• **Supplied data**
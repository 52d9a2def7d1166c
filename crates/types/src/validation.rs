//! Input validation for admin and visitor supplied fields.
//!
//! Provides configurable validation for appeal submissions, ban reasons, and
//! admin notes. Used at the core boundary before any store call, so invalid
//! input never costs a round trip.
//!
//! ## Length Accounting
//!
//! All limits count Unicode scalar values after trimming surrounding
//! whitespace, so a message padded with spaces cannot pass the minimum.

use std::{fmt, sync::LazyLock};

use regex::Regex;

use crate::config::ValidationConfig;

/// Validation error with structured context.
///
/// Contains the specific constraint that was violated and the field name.
#[derive(Debug, Clone, PartialEq, Eq)]
pub struct ValidationError {
    /// The field that failed validation.
    pub field: String,
    /// Description of the violated constraint.
    pub constraint: String,
}

impl ValidationError {
    fn new(field: &str, constraint: impl Into<String>) -> Self {
        Self { field: field.to_string(), constraint: constraint.into() }
    }
}

impl fmt::Display for ValidationError {
    fn fmt(&self, f: &mut fmt::Formatter<'_>) -> fmt::Result {
        write!(f, "{}: {}", self.field, self.constraint)
    }
}

impl std::error::Error for ValidationError {}

/// Pragmatic address shape: one `@`, a dotted domain, no whitespace.
#[allow(clippy::expect_used)]
static EMAIL_PATTERN: LazyLock<Regex> = LazyLock::new(|| {
    Regex::new(r"^[^\s@]+@[^\s@]+\.[^\s@]+$").expect("email pattern is a valid regex")
});

/// Validates a required free-text field and returns the trimmed value.
///
/// # Errors
///
/// Returns [`ValidationError`] if the trimmed value is empty or longer than `max_chars`.
pub fn validate_required_text(
    field: &str,
    value: &str,
    max_chars: usize,
) -> Result<String, ValidationError> {
    let trimmed = value.trim();
    if trimmed.is_empty() {
        return Err(ValidationError::new(field, "must not be empty"));
    }
    check_max_chars(field, trimmed, max_chars)?;
    Ok(trimmed.to_string())
}

/// Validates an optional free-text field.
///
/// Blank input normalizes to `None`.
///
/// # Errors
///
/// Returns [`ValidationError`] if the trimmed value is longer than `max_chars`.
pub fn validate_optional_text(
    field: &str,
    value: Option<&str>,
    max_chars: usize,
) -> Result<Option<String>, ValidationError> {
    match value.map(str::trim) {
        None | Some("") => Ok(None),
        Some(trimmed) => {
            check_max_chars(field, trimmed, max_chars)?;
            Ok(Some(trimmed.to_string()))
        },
    }
}

/// Validates an email address and returns it trimmed.
///
/// # Errors
///
/// Returns [`ValidationError`] if the address is empty or malformed.
pub fn validate_email(value: &str) -> Result<String, ValidationError> {
    let trimmed = value.trim();
    if trimmed.is_empty() {
        return Err(ValidationError::new("email", "must not be empty"));
    }
    if trimmed.len() > 254 {
        return Err(ValidationError::new("email", "length exceeds 254 bytes"));
    }
    if !EMAIL_PATTERN.is_match(trimmed) {
        return Err(ValidationError::new("email", "is not a valid email address"));
    }
    Ok(trimmed.to_string())
}

/// Validates an appeal message against the configured length window.
///
/// # Errors
///
/// Returns [`ValidationError`] if the trimmed message is shorter than
/// `min_appeal_message_chars` or longer than `max_appeal_message_chars`.
pub fn validate_appeal_message(
    value: &str,
    config: &ValidationConfig,
) -> Result<String, ValidationError> {
    let trimmed = value.trim();
    let chars = trimmed.chars().count();
    if chars < config.min_appeal_message_chars {
        return Err(ValidationError::new(
            "message",
            format!(
                "must be at least {} characters (got {chars})",
                config.min_appeal_message_chars
            ),
        ));
    }
    check_max_chars("message", trimmed, config.max_appeal_message_chars)?;
    Ok(trimmed.to_string())
}

/// Validates an admin identifier.
///
/// # Errors
///
/// Returns [`ValidationError`] if the id is blank or contains whitespace or control characters.
pub fn validate_admin_id(value: &str) -> Result<String, ValidationError> {
    let trimmed = value.trim();
    if trimmed.is_empty() {
        return Err(ValidationError::new("admin_id", "must not be empty"));
    }
    if trimmed.chars().any(|c| c.is_whitespace() || c.is_control()) {
        return Err(ValidationError::new("admin_id", "must not contain whitespace"));
    }
    check_max_chars("admin_id", trimmed, 128)?;
    Ok(trimmed.to_string())
}

fn check_max_chars(field: &str, value: &str, max_chars: usize) -> Result<(), ValidationError> {
    let chars = value.chars().count();
    if chars > max_chars {
        return Err(ValidationError::new(
            field,
            format!("length {chars} characters exceeds maximum {max_chars}"),
        ));
    }
    Ok(())
}
//! Logging initialization.

use std::io::IsTerminal;

use tracing_subscriber::{EnvFilter, fmt, layer::SubscriberExt, util::SubscriberInitExt};

use crate::config::LogFormat;

/// Installs the global tracing subscriber.
///
/// `RUST_LOG` selects levels (default `info`). Logs go to stderr so stdout
/// stays reserved for command responses.
///
/// - `Text`: human-readable, for development
/// - `Json`: one object per line, for log aggregation
/// - `Auto`: JSON when stderr is not a terminal, text otherwise
pub fn init_logging(format: LogFormat) {
    let env_filter = EnvFilter::try_from_default_env().unwrap_or_else(|_| EnvFilter::new("info"));

    if use_json(format, std::io::stderr().is_terminal()) {
        tracing_subscriber::registry()
            .with(env_filter)
            .with(
                fmt::layer()
                    .json()
                    .flatten_event(true)
                    .with_current_span(false)
                    .with_writer(std::io::stderr),
            )
            .init();
    } else {
        tracing_subscriber::registry()
            .with(env_filter)
            .with(fmt::layer().with_writer(std::io::stderr))
            .init();
    }
}

fn use_json(format: LogFormat, is_terminal: bool) -> bool {
    match format {
        LogFormat::Json => true,
        LogFormat::Text => false,
        LogFormat::Auto => !is_terminal,
    }
}
//! Persistence layer for Vigil.
//!
//! - [`DocumentStore`]: the generic key-document store interface
//! - [`InMemoryStore`]: process-local implementation with fault injection
//! - [`StoreGateway`]: timeout and retry wrapper every component goes through

pub mod document;
pub mod gateway;
pub mod memory;
pub mod retry;
pub mod watch;

pub use document::{
    AppealPage, AppealQuery, BanRecordChange, DocumentStore, FingerprintClaim, MAX_PAGE_SIZE,
    Mutation, StatusEventStream, StatusSnapshot, UpsertOutcome, VisitorPage, VisitorQuery,
    VisitorSort, VisitorStats, VisitorWatch, VisitorWrite, WatchLiveness,
};
pub use gateway::StoreGateway;
pub use memory::InMemoryStore;
pub use retry::with_retry;
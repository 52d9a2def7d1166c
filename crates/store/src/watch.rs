//! Broadcast-backed status event streams.

use std::{
    pin::Pin,
    task::{Context, Poll},
};

use futures::{Stream, StreamExt};
use tokio::sync::broadcast;
use tokio_stream::wrappers::{BroadcastStream, errors::BroadcastStreamRecvError};
use vigil_types::{Result, StatusChangeEvent, VigilError, VisitorId};

use crate::document::StatusEventStream;

/// Wraps a broadcast receiver as a [`StatusEventStream`] for one visitor.
///
/// A lagged receiver has dropped events, so lag surfaces as an error item
/// rather than being skipped. The stream ends when the sender is dropped.
pub fn event_stream(
    visitor_id: VisitorId,
    receiver: broadcast::Receiver<StatusChangeEvent>,
) -> StatusEventStream {
    BroadcastStream::new(receiver)
        .filter_map(move |result| async move {
            match result {
                Ok(event) if event.visitor_id == visitor_id => Some(Ok(event)),
                Ok(_) => None,
                Err(BroadcastStreamRecvError::Lagged(missed)) => {
                    Some(Err(VigilError::StoreUnavailable {
                        message: format!("watch for {visitor_id} lagged by {missed} events"),
                    }))
                },
            }
        })
        .boxed()
}

/// Runs `release` once `events` has been dropped.
///
/// The wrapped stream, and with it its receiver, is dropped before `release`
/// runs, so the release sees the subscription already gone.
pub fn with_release(
    events: StatusEventStream,
    release: impl FnOnce() + Send + 'static,
) -> StatusEventStream {
    ReleaseOnDrop { events: Some(events), release: Some(Box::new(release)) }.boxed()
}

struct ReleaseOnDrop {
    events: Option<StatusEventStream>,
    release: Option<Box<dyn FnOnce() + Send>>,
}

impl Stream for ReleaseOnDrop {
    type Item = Result<StatusChangeEvent>;

    fn poll_next(self: Pin<&mut Self>, cx: &mut Context<'_>) -> Poll<Option<Self::Item>> {
        match self.get_mut().events.as_mut() {
            Some(events) => events.poll_next_unpin(cx),
            None => Poll::Ready(None),
        }
    }
}

impl Drop for ReleaseOnDrop {
    fn drop(&mut self) {
        drop(self.events.take());
        if let Some(release) = self.release.take() {
            release();
        }
    }
}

• **Task requirements**
Only the lines from the first line of the material above through the line that contains "domain, no whitespace." should be quoted, each one exactly.

• **Result for this exercise**
repository 52d9a2def7d1166c
filename crates/types/src/validation.rs
//! Input validation for admin and visitor supplied fields.
//!
//! Provides configurable validation for appeal submissions, ban reasons, and
//! admin notes. Used at the core boundary before any store call, so invalid
//! input never costs a round trip.
//!
//! ## Length Accounting
//!
//! All limits count Unicode scalar values after trimming surrounding
//! whitespace, so a message padded with spaces cannot pass the minimum.

use std::{fmt, sync::LazyLock};

use regex::Regex;

use crate::config::ValidationConfig;

/// Validation error with structured context.
///
/// Contains the specific constraint that was violated and the field name.
#[derive(Debug, Clone, PartialEq, Eq)]
pub struct ValidationError {
    /// The field that failed validation.
    pub field: String,
    /// Description of the violated constraint.
    pub constraint: String,
}

impl ValidationError {
    fn new(field: &str, constraint: impl Into<String>) -> Self {
        Self { field: field.to_string(), constraint: constraint.into() }
    }
}

impl fmt::Display for ValidationError {
    fn fmt(&self, f: &mut fmt::Formatter<'_>) -> fmt::Result {
        write!(f, "{}: {}", self.field, self.constraint)
    }
}

impl std::error::Error for ValidationError {}

/// Pragmatic address shape: one `@`, a dotted domain, no whitespace.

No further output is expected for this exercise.